Saturday, June 19, 2010
Book Review: The United States of Arugula
The National Bestseller written by David Kamp (a writer and editor who has had pieces in Vanity Fair and GQ), is all about the history of food, specifically chefs, restaurants and cookbooks, in America. Kamp begins his story back in the 1700's with the first known cookbooks in America and a vivid description of American eating habits. Turns out, the history of our restuarant culture and the rise of 'celebrity chefs' is quite interesting! The book is filled with fascinating tidbits of insider knowledge and background on chefs and restaurants. I never realized that fine dining in this country originated with French restaurants in New York, and really got its start during the Worlds Fair! And did you know the first Sushi restaurant in the US, Kawafuka, opened in 1960 in the Little Tokyo neighborhood of Los Angeles?
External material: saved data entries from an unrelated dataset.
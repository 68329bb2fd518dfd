use anyhow::Result;
use arc_swap::ArcSwap;
use axum::{
    extract::DefaultBodyLimit,
    middleware,
    routing::{get, post},
    Router,
};
use metrics_exporter_prometheus::PrometheusHandle;
use std::{net::SocketAddr, path::PathBuf, sync::Arc};
use tower_http::trace::TraceLayer;
use tracing::info;

use crate::{
    auth,
    config::Config,
    handlers::{self, AppState},
    metrics,
    signals::setup_signal_handlers,
};

/// Start the pricing service
///
/// This function:
/// 1. Initializes metrics
/// 2. Builds the plan table from the configuration
/// 3. Sets up signal handlers for graceful shutdown and config reload
/// 4. Binds to the configured address and serves until shutdown
pub async fn start_server(config: Config, config_path: PathBuf) -> Result<()> {
    info!("Initializing Prometheus metrics...");
    let metrics_handle = Arc::new(metrics::init_metrics()?);

    let plans = config.pricing.build_table()?;
    info!(
        "Plan table loaded: {} tiers, minimum {} prospects",
        plans.plans().len(),
        plans.min_prospects()
    );

    // Wrap config and plans in ArcSwap for atomic reload support
    let config_swap = Arc::new(ArcSwap::from_pointee(config.clone()));
    let plans_swap = Arc::new(ArcSwap::from_pointee(plans));

    // SIGTERM, SIGINT for shutdown; SIGHUP for reload
    let (shutdown_tx, signal_handle) =
        setup_signal_handlers(config_path, config_swap.clone(), plans_swap.clone());
    let mut shutdown_rx = shutdown_tx.subscribe();

    let app_state = AppState {
        config: config_swap,
        plans: plans_swap,
        http_client: reqwest::Client::new(),
    };

    let app = create_router(app_state, metrics_handle);

    let addr = SocketAddr::from((
        config.server.host.parse::<std::net::IpAddr>()?,
        config.server.port,
    ));

    info!("Starting prospect pricing service on {}", addr);
    info!(
        "Configuration: {} accounts, backend {}",
        config.accounts.iter().filter(|a| a.enabled).count(),
        config.backend.base_url
    );

    let listener = tokio::net::TcpListener::bind(addr).await?;

    axum::serve(listener, app)
        .with_graceful_shutdown(async move {
            let _ = shutdown_rx.recv().await;
            info!("Shutdown signal received, draining connections...");
        })
        .await?;

    signal_handle.await?;
    info!("Server stopped gracefully");

    Ok(())
}

/// Create the Axum router with all routes and middleware
pub fn create_router(app_state: AppState, metrics_handle: Arc<PrometheusHandle>) -> Router {
    let metrics_config = app_state.config.load().metrics.clone();

    // Session-scoped routes
    let session_routes = Router::new()
        .route("/api/session", get(handlers::session::session_info))
        .route("/api/plans", get(handlers::pricing::list_plans))
        .route("/api/pricing/quote", post(handlers::pricing::quote))
        .route(
            "/api/campaigns/launch",
            post(handlers::campaigns::launch_campaign),
        )
        .route(
            "/api/dashboard-data",
            get(handlers::campaigns::dashboard_data),
        )
        .route("/api/campana/:id", get(handlers::campaigns::get_campaign))
        .route(
            "/api/actualizar-campana",
            post(handlers::campaigns::update_campaign),
        )
        .route("/chat", post(handlers::chat::chat))
        .layer(middleware::from_fn_with_state(
            app_state.config.clone(),
            auth::session_middleware,
        ))
        .with_state(app_state);

    let mut public_routes = Router::new()
        .route("/health", get(handlers::health::health_check))
        .route("/ready", get(handlers::health::readiness_check));

    if metrics_config.enabled {
        public_routes = public_routes.route(
            &metrics_config.endpoint,
            get(handlers::metrics_handler::metrics),
        );
    }

    public_routes
        .with_state(metrics_handle)
        .merge(session_routes)
        // Campaign briefs are small; cap bodies at 1MB
        .layer(DefaultBodyLimit::max(1024 * 1024))
        .layer(TraceLayer::new_for_http())
}
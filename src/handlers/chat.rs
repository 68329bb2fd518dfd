use crate::{
    error::AppError,
    handlers::AppState,
    models::campaign::{ChatRequest, ChatResponse},
    session::SessionContext,
};
use axum::{extract::State, Extension, Json};

/// Handle `POST /chat`
///
/// Relays a message to the campaign assistant. Blank messages never reach
/// the backend.
pub async fn chat(
    State(state): State<AppState>,
    Extension(session): Extension<SessionContext>,
    Json(request): Json<ChatRequest>,
) -> Result<Json<ChatResponse>, AppError> {
    let message = request.message.trim();
    if message.is_empty() {
        return Err(AppError::InvalidRequest("No message received".to_string()));
    }

    tracing::debug!(account = %session.account, chars = message.len(), "Relaying chat message");

    let reply = state.backend().chat(message).await?;
    Ok(Json(reply))
}
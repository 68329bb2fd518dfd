/// Integration tests for the pricing engine over the public API
use prospect_pricing::pricing::{
    compute_pricing, compute_pricing_from_input, Labels, Locale, Plan, PlanKey, PlanTable,
    PlanTableError, PricingError, QuoteSummary,
};
use prospect_pricing::session::Balance;
use rust_decimal::Decimal;
use rust_decimal_macros::dec;

#[test]
fn test_observed_price_points() {
    let table = PlanTable::observed();
    let cases = [
        (4, PlanKey::Starter, dec!(149.00), false),
        (14, PlanKey::Starter, dec!(521.50), true),
        (15, PlanKey::Professional, dec!(399.00), false),
        (16, PlanKey::Professional, dec!(425.60), true),
        (49, PlanKey::Professional, dec!(1303.40), true),
        (50, PlanKey::Dominator, dec!(999.00), false),
        (60, PlanKey::Dominator, dec!(1199.00), true),
    ];

    for (prospects, plan, total, custom) in cases {
        let result = compute_pricing(prospects, Decimal::ZERO, &table).unwrap();
        assert_eq!(result.plan_key, plan, "prospects {}", prospects);
        assert_eq!(result.total_cost, total, "prospects {}", prospects);
        assert_eq!(result.is_custom, custom, "prospects {}", prospects);
    }
}

#[test]
fn test_total_never_drops_within_a_tier() {
    let table = PlanTable::observed();

    for plan in table.plans() {
        let base = i64::from(plan.base_prospects);
        let upper = plan.upper_bound.map(i64::from).unwrap_or(1000);

        let mut previous = Decimal::ZERO;
        for prospects in base..=upper {
            let total = compute_pricing(prospects, Decimal::ZERO, &table)
                .unwrap()
                .total_cost;
            assert!(total >= previous, "total dropped at {}", prospects);
            previous = total;
        }
    }
}

#[test]
fn test_tier_change_resets_price_to_next_base() {
    let table = PlanTable::observed();
    let total = |n| compute_pricing(n, Decimal::ZERO, &table).unwrap().total_cost;

    assert!(total(15) < total(14));
    assert!(total(50) < total(49));
    assert_eq!(total(15), dec!(399.00));
    assert_eq!(total(50), dec!(999.00));
}

#[test]
fn test_tier_boundaries_are_inclusive() {
    let table = PlanTable::observed();
    assert_eq!(table.find(14).unwrap().key, PlanKey::Starter);
    assert_eq!(table.find(15).unwrap().key, PlanKey::Professional);
    assert_eq!(table.find(49).unwrap().key, PlanKey::Professional);
    assert_eq!(table.find(50).unwrap().key, PlanKey::Dominator);
    assert!(table.find(3).is_none());
}

#[test]
fn test_typed_input_paths() {
    let table = PlanTable::observed();

    let result = compute_pricing_from_input(" 15 ", dec!(399), &table, Locale::Es).unwrap();
    assert_eq!(result.display_name, "El Profesional");
    assert!(result.affordable);

    assert_eq!(
        compute_pricing_from_input("3", dec!(399), &table, Locale::En),
        Err(PricingError::BelowMinimum {
            requested: 3,
            minimum: 4
        })
    );
    assert!(matches!(
        compute_pricing_from_input("quince", dec!(399), &table, Locale::En),
        Err(PricingError::NotANumber { .. })
    ));
}

#[test]
fn test_custom_table_drives_calculation() {
    let plans = vec![
        Plan {
            key: PlanKey::Starter,
            base_prospects: 10,
            base_cost: dec!(100),
            extra_cost_per_prospect: dec!(5),
            upper_bound: Some(19),
            labels: Labels::new("Small", "Pequeño"),
        },
        Plan {
            key: PlanKey::Dominator,
            base_prospects: 20,
            base_cost: dec!(180),
            extra_cost_per_prospect: dec!(4),
            upper_bound: None,
            labels: Labels::new("Large", "Grande"),
        },
    ];
    let table = PlanTable::new(plans, Labels::new("Tailored", "A medida"), Locale::En).unwrap();

    assert_eq!(table.min_prospects(), 10);
    let result = compute_pricing(12, Decimal::ZERO, &table).unwrap();
    assert_eq!(result.total_cost, dec!(110));
    assert_eq!(result.display_name, "Tailored");

    assert_eq!(
        compute_pricing(9, Decimal::ZERO, &table),
        Err(PricingError::BelowMinimum {
            requested: 9,
            minimum: 10
        })
    );
}

#[test]
fn test_table_with_gap_rejected() {
    let plans = vec![
        Plan {
            key: PlanKey::Starter,
            base_prospects: 4,
            base_cost: dec!(149),
            extra_cost_per_prospect: dec!(37.25),
            upper_bound: Some(14),
            labels: Labels::new("The Starter", "El Arrancador"),
        },
        Plan {
            key: PlanKey::Professional,
            base_prospects: 16,
            base_cost: dec!(399),
            extra_cost_per_prospect: dec!(26.60),
            upper_bound: None,
            labels: Labels::new("The Professional", "El Profesional"),
        },
    ];

    let result = PlanTable::new(plans, Labels::new("Custom", "Personalizado"), Locale::En);
    assert!(matches!(result, Err(PlanTableError::Gap { .. })));
}

#[test]
fn test_summary_agrees_with_result_across_balances() {
    let table = PlanTable::observed();

    for balance in [dec!(0), dec!(148.99), dec!(149), dec!(521.50), dec!(5000)] {
        for prospects in [4, 14, 15, 49, 50, 75] {
            let outcome = compute_pricing(prospects, balance, &table);
            let summary = QuoteSummary::from_outcome(&outcome, Balance::Amount(balance));
            let result = outcome.unwrap();

            assert_eq!(summary.launch_enabled, result.affordable);
            assert_eq!(summary.launch_enabled, balance >= result.total_cost);
            assert_eq!(summary.selected_plan, Some(result.plan_key));
        }
    }
}
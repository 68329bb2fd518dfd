use anyhow::Result;
use colored::Colorize;
use prospect_pricing::config::{self, Config};
use std::path::Path;
use tracing::info;

/// Execute the config show command
///
/// Displays the current configuration with tokens masked
pub fn show(config_path: &Path) -> Result<()> {
    println!("{}", "Loading configuration...".yellow());
    info!("Loading configuration for display");

    let cfg = config::load_config(config_path)?;
    let sanitized = sanitize_secrets(&cfg);

    println!("{}", "Current Configuration:".green().bold());
    println!();

    let toml_string = toml::to_string_pretty(&sanitized)?;
    println!("{}", toml_string);

    info!("Configuration displayed successfully");
    Ok(())
}

/// Execute the config validate command
pub fn validate(config_path: &Path) -> Result<()> {
    println!("{}", "Validating configuration...".yellow());
    info!("Validating configuration file");

    let cfg = config::load_config(config_path)?;

    println!("{}", "✓ Configuration is valid".green());
    println!();
    println!("{}", "Summary:".bold());
    println!("  Plans: {}", cfg.pricing.plans.len());
    println!("  Accounts: {}", cfg.accounts.len());
    println!("  Enabled Accounts: {}", count_enabled_accounts(&cfg));

    info!("Configuration validation successful");
    Ok(())
}

/// Mask session and service tokens for safe display
fn sanitize_secrets(cfg: &Config) -> Config {
    let mut sanitized = cfg.clone();

    for account in &mut sanitized.accounts {
        account.token = mask_token(&account.token);
    }
    if let Some(token) = &mut sanitized.backend.service_token {
        *token = mask_token(token);
    }

    sanitized
}

/// Mask a token for safe display
///
/// Shows the first 4 and last 4 characters
/// Example: "tok-client-0001" -> "tok-...0001"
fn mask_token(token: &str) -> String {
    let chars: Vec<char> = token.chars().collect();
    if chars.len() <= 11 {
        // Too short to mask meaningfully
        return "***".to_string();
    }

    let prefix: String = chars[..4].iter().collect();
    let suffix: String = chars[chars.len() - 4..].iter().collect();

    format!("{}...{}", prefix, suffix)
}

fn count_enabled_accounts(cfg: &Config) -> usize {
    cfg.accounts.iter().filter(|a| a.enabled).count()
}
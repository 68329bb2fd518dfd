use metrics::{counter, describe_counter, describe_gauge, describe_histogram, gauge, histogram};
use metrics_exporter_prometheus::{PrometheusBuilder, PrometheusHandle};
use std::time::Duration;

/// Initialize Prometheus metrics exporter
///
/// Fails if a global recorder is already installed.
pub fn init_metrics() -> anyhow::Result<PrometheusHandle> {
    let handle = PrometheusBuilder::new()
        .install_recorder()
        .map_err(|e| anyhow::anyhow!("Failed to install Prometheus recorder: {}", e))?;

    init_metric_descriptions();

    Ok(handle)
}

/// Initialize metric descriptions (can be called multiple times safely)
fn init_metric_descriptions() {
    describe_counter!(
        "pricing_quotes_total",
        "Total number of successful pricing quotes"
    );
    describe_counter!(
        "pricing_validation_errors_total",
        "Total number of rejected prospect counts"
    );
    describe_counter!(
        "campaign_launches_total",
        "Campaign launch attempts by outcome"
    );
    describe_histogram!(
        "upstream_request_duration_seconds",
        "Campaign backend request duration in seconds"
    );
    describe_gauge!(
        "prospect_pricing_info",
        "Service version and build information"
    );

    gauge!("prospect_pricing_info", "version" => env!("CARGO_PKG_VERSION")).set(1.0);
}

/// Record a computed quote
pub fn record_quote(plan: &str, custom: bool) {
    counter!(
        "pricing_quotes_total",
        "plan" => plan.to_string(),
        "custom" => custom.to_string(),
    )
    .increment(1);
}

/// Record a rejected prospect count
pub fn record_validation_error(kind: &str) {
    counter!(
        "pricing_validation_errors_total",
        "kind" => kind.to_string(),
    )
    .increment(1);
}

/// Record a launch attempt (`launched`, `rejected`, `insufficient_balance`, `invalid`, `error`)
pub fn record_launch(outcome: &str) {
    counter!(
        "campaign_launches_total",
        "outcome" => outcome.to_string(),
    )
    .increment(1);
}

/// Record how long a backend call took
pub fn record_upstream_duration(endpoint: &str, duration: Duration) {
    histogram!(
        "upstream_request_duration_seconds",
        "endpoint" => endpoint.to_string(),
    )
    .record(duration.as_secs_f64());
}

#[cfg(test)]
mod tests {
    use super::*;

    #[test]
    fn test_record_metrics() {
        init_metric_descriptions();

        record_quote("starter", false);
        record_quote("professional", true);
        record_validation_error("below_minimum");
        record_launch("launched");
        record_upstream_duration("/chat", Duration::from_millis(120));

        // Just verify the function calls don't panic
    }

    #[test]
    fn test_rendered_output_contains_quotes() {
        let recorder = PrometheusBuilder::new().build_recorder();
        let handle = recorder.handle();

        metrics::with_local_recorder(&recorder, || {
            record_quote("dominator", false);
        });

        let rendered = handle.render();
        assert!(rendered.contains("pricing_quotes_total"));
        assert!(rendered.contains("plan=\"dominator\""));
    }
}
use crate::pricing::models::{Labels, Locale, Plan, PlanKey};
use rust_decimal::Decimal;
use rust_decimal_macros::dec;
use serde::Serialize;
use thiserror::Error;

/// Reasons a plan table fails to partition the prospect domain
#[derive(Debug, Clone, PartialEq, Eq, Error)]
pub enum PlanTableError {
    #[error("plan table is empty")]
    Empty,
    #[error("plan '{0}' is defined more than once")]
    DuplicatePlan(PlanKey),
    #[error("plan '{0}' must include at least one base prospect")]
    ZeroBase(PlanKey),
    #[error("plan '{key}' upper bound {upper} is below its base of {base}")]
    InvertedRange { key: PlanKey, base: u32, upper: u32 },
    #[error("plan '{0}' has a negative cost")]
    NegativeCost(PlanKey),
    #[error("no unbounded top tier is defined")]
    MissingUnboundedTier,
    #[error("plan '{0}' is unbounded but is not the highest tier")]
    UnboundedNotLast(PlanKey),
    #[error("gap between '{previous}' and '{next}': expected base {expected}, found {found}")]
    Gap {
        previous: PlanKey,
        next: PlanKey,
        expected: u32,
        found: u32,
    },
    #[error("'{previous}' overlaps '{next}': expected base {expected}, found {found}")]
    Overlap {
        previous: PlanKey,
        next: PlanKey,
        expected: u32,
        found: u32,
    },
}

/// Immutable, validated set of pricing tiers
///
/// Tiers are ordered by base and partition `[min_prospects, ∞)` with no
/// gaps and no overlap.
#[derive(Debug, Clone, PartialEq, Serialize)]
pub struct PlanTable {
    plans: Vec<Plan>,
    custom_labels: Labels,
    default_locale: Locale,
}

impl PlanTable {
    pub fn new(
        mut plans: Vec<Plan>,
        custom_labels: Labels,
        default_locale: Locale,
    ) -> Result<Self, PlanTableError> {
        if plans.is_empty() {
            return Err(PlanTableError::Empty);
        }

        plans.sort_by_key(|p| p.base_prospects);

        for (idx, plan) in plans.iter().enumerate() {
            if plans[..idx].iter().any(|p| p.key == plan.key) {
                return Err(PlanTableError::DuplicatePlan(plan.key));
            }
            if plan.base_prospects == 0 {
                return Err(PlanTableError::ZeroBase(plan.key));
            }
            if plan.base_cost < Decimal::ZERO || plan.extra_cost_per_prospect < Decimal::ZERO {
                return Err(PlanTableError::NegativeCost(plan.key));
            }
            if let Some(upper) = plan.upper_bound {
                if upper < plan.base_prospects {
                    return Err(PlanTableError::InvertedRange {
                        key: plan.key,
                        base: plan.base_prospects,
                        upper,
                    });
                }
            }
        }

        for pair in plans.windows(2) {
            let (previous, next) = (&pair[0], &pair[1]);
            let upper = previous
                .upper_bound
                .ok_or(PlanTableError::UnboundedNotLast(previous.key))?;
            let expected = upper.saturating_add(1);

            if next.base_prospects > expected {
                return Err(PlanTableError::Gap {
                    previous: previous.key,
                    next: next.key,
                    expected,
                    found: next.base_prospects,
                });
            }
            if next.base_prospects < expected {
                return Err(PlanTableError::Overlap {
                    previous: previous.key,
                    next: next.key,
                    expected,
                    found: next.base_prospects,
                });
            }
        }

        if plans.last().and_then(|p| p.upper_bound).is_some() {
            return Err(PlanTableError::MissingUnboundedTier);
        }

        Ok(Self {
            plans,
            custom_labels,
            default_locale,
        })
    }

    /// The tiers sold on the dashboard today
    pub fn observed() -> Self {
        let plans = vec![
            Plan {
                key: PlanKey::Starter,
                base_prospects: 4,
                base_cost: dec!(149.00),
                extra_cost_per_prospect: dec!(37.25),
                upper_bound: Some(14),
                labels: Labels::new("The Starter", "El Arrancador"),
            },
            Plan {
                key: PlanKey::Professional,
                base_prospects: 15,
                base_cost: dec!(399.00),
                extra_cost_per_prospect: dec!(26.60),
                upper_bound: Some(49),
                labels: Labels::new("The Professional", "El Profesional"),
            },
            Plan {
                key: PlanKey::Dominator,
                base_prospects: 50,
                base_cost: dec!(999.00),
                extra_cost_per_prospect: dec!(20.00),
                upper_bound: None,
                labels: Labels::new("The Dominator", "El Dominador"),
            },
        ];

        Self {
            plans,
            custom_labels: Labels::new("Custom", "Personalizado"),
            default_locale: Locale::En,
        }
    }

    pub fn plans(&self) -> &[Plan] {
        &self.plans
    }

    pub fn plan(&self, key: PlanKey) -> Option<&Plan> {
        self.plans.iter().find(|p| p.key == key)
    }

    /// Lowest accepted daily prospect count
    pub fn min_prospects(&self) -> u32 {
        // Non-empty by construction
        self.plans.first().map_or(1, |p| p.base_prospects)
    }

    /// The unique tier whose range contains `prospects`
    pub fn find(&self, prospects: i64) -> Option<&Plan> {
        self.plans.iter().find(|p| p.contains(prospects))
    }

    pub fn custom_label(&self, locale: Locale) -> &str {
        self.custom_labels.get(locale)
    }

    pub fn default_locale(&self) -> Locale {
        self.default_locale
    }
}

impl Default for PlanTable {
    fn default() -> Self {
        Self::observed()
    }
}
The book covers so many topics and people that at times it is a bit difficult to keep it all straight, but the stories are still quite intriguing and informational. I do think it's a good book for anyone interested in this area of the food industry. It did educate me on a lot of the chefs we know today and where our dining habits (outside of the home, mostly) originated. There is quite a bit of time spent on local and organic foods, but Kamp doesn't ignore the other view of food sourcing for restaurants either. I think my interpretation, or ideas, of some of these stories is most likely quite different than those of a chef or someone in the restaurant industry. Looking in from the outside, some of it seems a bit ridiculous, but it is serious business and art at the same time, so I do suppose even the wackiest situations make sense in a way.